• Records to use
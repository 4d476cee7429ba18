//! Layout Module
//!
//! Fixed on-disk layout of a store and the arithmetic that addresses it.
//!
//! ## File Format
//! ```text
//! ┌─────────────────────────────────────────────────────────┐
//! │ Header (8 bytes)                                        │
//! │   Magic: u32 (4) | BlockCount: u32 (4)                  │
//! ├─────────────────────────────────────────────────────────┤
//! │ Bitmap (block_count / 8 + 1 bytes)                      │
//! │   one bit per block, MSB first, 1 = used                │
//! ├─────────────────────────────────────────────────────────┤
//! │ Entry Table (block_count * 148 bytes)                   │
//! │   [Name: 16][Size: u32][Pointers: u32 * 32]             │
//! ├─────────────────────────────────────────────────────────┤
//! │ Blocks (block_count * 4096 bytes)                       │
//! └─────────────────────────────────────────────────────────┘
//! ```
//!
//! All integers are little-endian. Pointers are absolute byte offsets of
//! blocks; zero marks an unused pointer slot.

mod addressing;
mod header;

pub use addressing::{bitmap_byte_size, Layout};
pub use header::Header;

// =============================================================================
// Shared Constants
// =============================================================================

/// Magic number identifying a flatvfs store
pub const MAGIC: u32 = 0x754c_7295;

/// Size of one data block in bytes
pub const BLOCK_SIZE: u64 = 4096;

/// Number of direct block pointers per entry
pub const POINTERS_PER_ENTRY: usize = 32;

/// Largest content an entry can hold, regardless of free space
pub const MAX_ENTRY_SIZE: u64 = POINTERS_PER_ENTRY as u64 * BLOCK_SIZE;

/// Bytes reserved for a name on disk (NUL terminated)
pub const NAME_CAPACITY: usize = 16;

/// Longest accepted entry name; one byte of the buffer is kept for NUL
pub const MAX_NAME_LEN: usize = NAME_CAPACITY - 1;

/// Header size: Magic (4) + BlockCount (4) = 8 bytes
pub const HEADER_SIZE: u64 = 8;

/// Entry size: Name (16) + Size (4) + Pointers (32 * 4) = 148 bytes
pub const ENTRY_SIZE: u64 = NAME_CAPACITY as u64 + 4 + POINTERS_PER_ENTRY as u64 * 4;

• What you have to do
What you give back should be exactly the lines from the one with "pub const HEADER_SIZE: u64 = 8;" through the final line of the listing, and no others.

• Task response
pub const HEADER_SIZE: u64 = 8;

/// Entry size: Name (16) + Size (4) + Pointers (32 * 4) = 148 bytes
pub const ENTRY_SIZE: u64 = NAME_CAPACITY as u64 + 4 + POINTERS_PER_ENTRY as u64 * 4;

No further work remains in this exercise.